To do what GoldCorp and other successful innovators have done, companies need to think more strategically about their opportunities. Geoff Tuff and Steven Goldbach distinguish between ‘known opportunities’, where companies can innovate based on customer and market insights, and ‘unknown opportunities’, which must either be discovered or developed.

“Known opportunities are what comes naturally to any successful company, and four or five years ago it made up 80 per cent of company opportunities. However, because of the exponential line of disruption, the 80 percent is changing to 60 per cent – and the number is still dropping,” Steven Goldbach says.

This calls for a change of mind. In the unknown sphere, companies need to bring a beginner’s mind, Geoff Tuff explains:

“In a beginner’s mind there are many options. In an expert’s mind there are few. As we see things change, expertise is not going to win the day. Seeing things differently is. By seeing things differently you expand your possibilities of how to solve a challenge.

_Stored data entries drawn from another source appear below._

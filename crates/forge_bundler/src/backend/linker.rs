//! Built-in linking backend.
//!
//! Walks the module graph through a [`ModuleHost`], rewrites ES module
//! syntax into a small CommonJS-style registry and runs the structural
//! checks from [`scan`](super::scan). TypeScript and JSX syntax inside
//! module bodies is passed through untouched; transpiling it is the job of
//! the preview surface or of an alternate backend.

use std::collections::{HashMap, HashSet, VecDeque};
use std::sync::atomic::{AtomicBool, Ordering};
use std::sync::LazyLock;

use async_trait::async_trait;
use regex::{Captures, Regex};
use tracing::{debug, info};

use super::scan::{check_structure, exported_names, line_col, undeclared_jsx_components, ExportSet};
use super::{BuildOutput, CompileBackend, ModuleHost, Resolution};
use crate::error::{BackendError, BackendMessage, BackendResult};
use crate::filter::{file_kind, FileKind};

static IMPORT_STMT: LazyLock<Regex> = LazyLock::new(|| {
    Regex::new(r#"(?m)^[ \t]*import\s+(type\s+)?(?:([\w$*\s{},]+?)\s+from\s+)?['"]([^'"\n]+)['"][ \t]*;?"#)
        .unwrap()
});

static REEXPORT_STMT: LazyLock<Regex> = LazyLock::new(|| {
    Regex::new(
        r#"(?m)^[ \t]*export\s+(type\s+)?(\*(?:\s+as\s+[A-Za-z_$][\w$]*)?|\{[^}]*\})\s*from\s*['"]([^'"\n]+)['"][ \t]*;?"#,
    )
    .unwrap()
});

static DYNAMIC_IMPORT: LazyLock<Regex> =
    LazyLock::new(|| Regex::new(r#"\bimport\(\s*['"]([^'"\n]+)['"]\s*\)"#).unwrap());

static REQUIRE_CALL: LazyLock<Regex> =
    LazyLock::new(|| Regex::new(r#"\brequire\(\s*['"]([^'"\n]+)['"]\s*\)"#).unwrap());

static EXPORT_DEFAULT_NAMED: LazyLock<Regex> = LazyLock::new(|| {
    Regex::new(
        r"(?m)^([ \t]*)export\s+default\s+((?:async\s+)?function\s*\*?\s*([A-Za-z_$][\w$]*)|class\s+([A-Za-z_$][\w$]*))",
    )
    .unwrap()
});

static EXPORT_DEFAULT_EXPR: LazyLock<Regex> =
    LazyLock::new(|| Regex::new(r"\bexport\s+default\s+").unwrap());

static EXPORT_DECL: LazyLock<Regex> = LazyLock::new(|| {
    Regex::new(
        r"(?m)^([ \t]*)export\s+((?:async\s+)?(?:abstract\s+)?(?:function\s*\*?|class|const|let|var|enum)\s+([A-Za-z_$][\w$]*))",
    )
    .unwrap()
});

static EXPORT_TYPE_DECL: LazyLock<Regex> = LazyLock::new(|| {
    Regex::new(r"(?m)^([ \t]*)export\s+((?:declare\s+)?(?:type|interface)\s)").unwrap()
});

static EXPORT_LIST: LazyLock<Regex> =
    LazyLock::new(|| Regex::new(r"\bexport\s+(type\s+)?\{([^}]*)\}[ \t]*;?").unwrap());

const PRELUDE: &str = r#"(function () {
  var __forge_registry = {};
  var __forge_cache = {};
  var __forge_externals = (typeof window !== "undefined" && window.__forge_externals) || {};
  function __forge_define(id, factory) {
    __forge_registry[id] = factory;
  }
  function __forge_default(m) {
    return m && m.__esModule ? m.default : m;
  }
  function __forge_reexport(target, source) {
    Object.keys(source).forEach(function (key) {
      if (key !== "default" && key !== "__esModule") {
        target[key] = source[key];
      }
    });
  }
  function __forge_require(id) {
    if (__forge_cache[id]) {
      return __forge_cache[id].exports;
    }
    var factory = __forge_registry[id];
    if (!factory) {
      if (id in __forge_externals) {
        return __forge_externals[id];
      }
      throw new Error("Module not found: " + id);
    }
    var module = { exports: {} };
    __forge_cache[id] = module;
    factory(module, module.exports);
    return module.exports;
  }
"#;

fn quote(value: &str) -> String {
    serde_json::Value::String(value.to_string()).to_string()
}

/// Binding forms of one import clause.
#[derive(Debug, Default, PartialEq, Eq)]
struct ImportClause {
    default: Option<String>,
    namespace: Option<String>,
    /// `(imported, local)` pairs, type-only entries dropped.
    named: Vec<(String, String)>,
}

impl ImportClause {
    fn parse(clause: &str) -> Self {
        let mut parsed = Self::default();
        let mut rest = clause.trim();

        if !rest.starts_with('{') && !rest.starts_with('*') && !rest.is_empty() {
            let (default, tail) = rest.split_once(',').unwrap_or((rest, ""));
            parsed.default = Some(default.trim().to_string());
            rest = tail.trim();
        }

        if let Some(ns) = rest.strip_prefix('*') {
            let ns = ns.trim().trim_start_matches("as").trim();
            parsed.namespace = Some(ns.to_string());
        } else if let Some(inner) = rest.strip_prefix('{') {
            let inner = inner.trim_end().trim_end_matches('}');
            for item in inner.split(',') {
                let item = item.trim();
                if item.is_empty() || item.starts_with("type ") {
                    continue;
                }
                let (imported, local) = match item.split_once(" as ") {
                    Some((imported, local)) => (imported.trim(), local.trim()),
                    None => (item, item),
                };
                parsed.named.push((imported.to_string(), local.to_string()));
            }
        }

        parsed
    }

    /// Names the target module must export.
    fn required_exports(&self) -> Vec<String> {
        let mut names: Vec<String> = self.named.iter().map(|(imported, _)| imported.clone()).collect();
        if self.default.is_some() {
            names.push("default".to_string());
        }
        names
    }

    fn render(&self, module_ref: &str, temp_index: usize) -> String {
        let bindings = usize::from(self.default.is_some())
            + usize::from(self.namespace.is_some())
            + usize::from(!self.named.is_empty());

        if bindings == 0 {
            return format!("{module_ref};");
        }

        let mut out = String::new();
        let source = if bindings > 1 {
            let temp = format!("__forge_m{temp_index}");
            out.push_str(&format!("const {temp} = {module_ref}; "));
            temp
        } else {
            module_ref.to_string()
        };

        if let Some(default) = &self.default {
            out.push_str(&format!("const {default} = __forge_default({source}); "));
        }
        if let Some(namespace) = &self.namespace {
            out.push_str(&format!("const {namespace} = {source}; "));
        }
        if !self.named.is_empty() {
            let fields: Vec<String> = self
                .named
                .iter()
                .map(|(imported, local)| {
                    if imported == local {
                        imported.clone()
                    } else {
                        format!("{imported}: {local}")
                    }
                })
                .collect();
            out.push_str(&format!("const {{ {} }} = {source}; ", fields.join(", ")));
        }

        out.trim_end().to_string()
    }
}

That is exactly what entrepreneurs do all the time when they disrupt an industry.”

Not only do companies need to think differently. They also need to act differently, Steven Goldbach adds:

“Firstly, companies need to embrace impermanence; Do not assume that the stuff you did today will last forever. You might discover something better, and you need to be able to react on new insights. Companies tend to hold on too dearly to the things they have decided,” he says.

“Secondly, companies should strive to make minimal viable moves; It is all about experimentation in a minimum viable way. Expectations of the return to the business is ultimately what kills innovation. You need to have an innovation function that does not necessarily need to create a concrete return in the short term. It needs to focus on learning through small experiments, rapidly executed. Failing only happens if you wait too long to test something,” says Steven Goldbach.

About the authors

Geoff Tuff is a principal at Deloitte Consulting LLP and a senior leader of the organization’s innovation and applied design practices. Tuff’s work centers around helping clients transform their businesses to grow and compete in non-traditional ways. Over the course of his career, Tuff has worked in virtually every industry, and he uses that breadth of experience to bring novel insights about how things might operate to clients stuck in industry conventional wisdom.

Steven Goldbach is a principal at Deloitte Consulting LLP and serves as the organization’s chief strategy officer. He is also a member of the Deloitte U.S. executive leadership team. Goldbach helps executives and their teams transform their organizations by making challenging and pragmatic strategy choices in the face of uncertainty. Serving clients in many industries, including consumer products, telecommunications, media and health care, Goldbach helps companies combine rigor and creativity to create their own future.